### Data provided
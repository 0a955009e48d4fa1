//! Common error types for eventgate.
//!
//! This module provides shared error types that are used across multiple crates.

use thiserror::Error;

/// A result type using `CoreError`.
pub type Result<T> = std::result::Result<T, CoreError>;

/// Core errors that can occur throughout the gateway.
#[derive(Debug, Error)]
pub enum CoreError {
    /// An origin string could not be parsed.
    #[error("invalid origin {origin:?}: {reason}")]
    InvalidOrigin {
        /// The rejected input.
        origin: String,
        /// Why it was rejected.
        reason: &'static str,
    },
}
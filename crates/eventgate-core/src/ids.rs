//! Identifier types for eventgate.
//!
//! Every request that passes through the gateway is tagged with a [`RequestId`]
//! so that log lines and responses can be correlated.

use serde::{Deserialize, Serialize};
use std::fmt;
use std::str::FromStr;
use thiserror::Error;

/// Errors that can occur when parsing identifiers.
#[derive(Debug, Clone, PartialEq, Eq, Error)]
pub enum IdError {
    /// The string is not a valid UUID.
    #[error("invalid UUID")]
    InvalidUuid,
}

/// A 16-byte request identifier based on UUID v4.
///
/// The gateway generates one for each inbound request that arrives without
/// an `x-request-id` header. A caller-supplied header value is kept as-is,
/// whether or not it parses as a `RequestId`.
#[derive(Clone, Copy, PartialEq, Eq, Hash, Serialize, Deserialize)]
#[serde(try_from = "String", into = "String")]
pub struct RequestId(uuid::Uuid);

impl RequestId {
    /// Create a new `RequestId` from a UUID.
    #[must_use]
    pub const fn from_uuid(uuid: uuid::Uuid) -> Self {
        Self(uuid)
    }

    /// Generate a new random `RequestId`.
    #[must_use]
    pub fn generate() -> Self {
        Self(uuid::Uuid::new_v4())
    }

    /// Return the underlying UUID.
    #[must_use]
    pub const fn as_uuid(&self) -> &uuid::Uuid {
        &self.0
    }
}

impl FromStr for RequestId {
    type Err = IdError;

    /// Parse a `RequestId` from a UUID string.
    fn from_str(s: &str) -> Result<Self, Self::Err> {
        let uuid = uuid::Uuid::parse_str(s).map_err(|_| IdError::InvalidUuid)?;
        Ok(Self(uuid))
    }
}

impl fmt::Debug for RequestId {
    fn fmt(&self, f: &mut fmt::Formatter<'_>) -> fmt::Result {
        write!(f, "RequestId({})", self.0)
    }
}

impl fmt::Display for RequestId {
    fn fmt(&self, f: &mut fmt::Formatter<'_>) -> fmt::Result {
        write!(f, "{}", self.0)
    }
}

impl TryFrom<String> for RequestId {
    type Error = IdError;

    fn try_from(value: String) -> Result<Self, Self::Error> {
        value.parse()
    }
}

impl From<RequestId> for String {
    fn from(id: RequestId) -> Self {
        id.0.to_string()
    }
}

### Work item
Retype the material above in full, exactly.

### Solution
repository 0a955009e48d4fa1
//! Common error types for eventgate.
//!
//! This module provides shared error types that are used across multiple crates.

use thiserror::Error;

/// A result type using `CoreError`.
pub type Result<T> = std::result::Result<T, CoreError>;

/// Core errors that can occur throughout the gateway.
#[derive(Debug, Error)]
pub enum CoreError {
    /// An origin string could not be parsed.
    #[error("invalid origin {origin:?}: {reason}")]
    InvalidOrigin {
        /// The rejected input.
        origin: String,
        /// Why it was rejected.
        reason: &'static str,
    },
}
filename crates/eventgate-core/src/ids.rs
//! Identifier types for eventgate.
//!
//! Every request that passes through the gateway is tagged with a [`RequestId`]
//! so that log lines and responses can be correlated.

use serde::{Deserialize, Serialize};
use std::fmt;
use std::str::FromStr;
use thiserror::Error;

/// Errors that can occur when parsing identifiers.
#[derive(Debug, Clone, PartialEq, Eq, Error)]
pub enum IdError {
    /// The string is not a valid UUID.
    #[error("invalid UUID")]
    InvalidUuid,
}

/// A 16-byte request identifier based on UUID v4.
///
/// The gateway generates one for each inbound request that arrives without
/// an `x-request-id` header. A caller-supplied header value is kept as-is,
/// whether or not it parses as a `RequestId`.
#[derive(Clone, Copy, PartialEq, Eq, Hash, Serialize, Deserialize)]
#[serde(try_from = "String", into = "String")]
pub struct RequestId(uuid::Uuid);

impl RequestId {
    /// Create a new `RequestId` from a UUID.
    #[must_use]
    pub const fn from_uuid(uuid: uuid::Uuid) -> Self {
        Self(uuid)
    }

    /// Generate a new random `RequestId`.
    #[must_use]
    pub fn generate() -> Self {
        Self(uuid::Uuid::new_v4())
    }

    /// Return the underlying UUID.
    #[must_use]
    pub const fn as_uuid(&self) -> &uuid::Uuid {
        &self.0
    }
}

impl FromStr for RequestId {
    type Err = IdError;

    /// Parse a `RequestId` from a UUID string.
    fn from_str(s: &str) -> Result<Self, Self::Err> {
        let uuid = uuid::Uuid::parse_str(s).map_err(|_| IdError::InvalidUuid)?;
        Ok(Self(uuid))
    }
}

impl fmt::Debug for RequestId {
    fn fmt(&self, f: &mut fmt::Formatter<'_>) -> fmt::Result {
        write!(f, "RequestId({})", self.0)
    }
}

impl fmt::Display for RequestId {
    fn fmt(&self, f: &mut fmt::Formatter<'_>) -> fmt::Result {
        write!(f, "{}", self.0)
    }
}

impl TryFrom<String> for RequestId {
    type Error = IdError;

    fn try_from(value: String) -> Result<Self, Self::Error> {
        value.parse()
    }
}

impl From<RequestId> for String {
    fn from(id: RequestId) -> Self {
        id.0.to_string()
    }
}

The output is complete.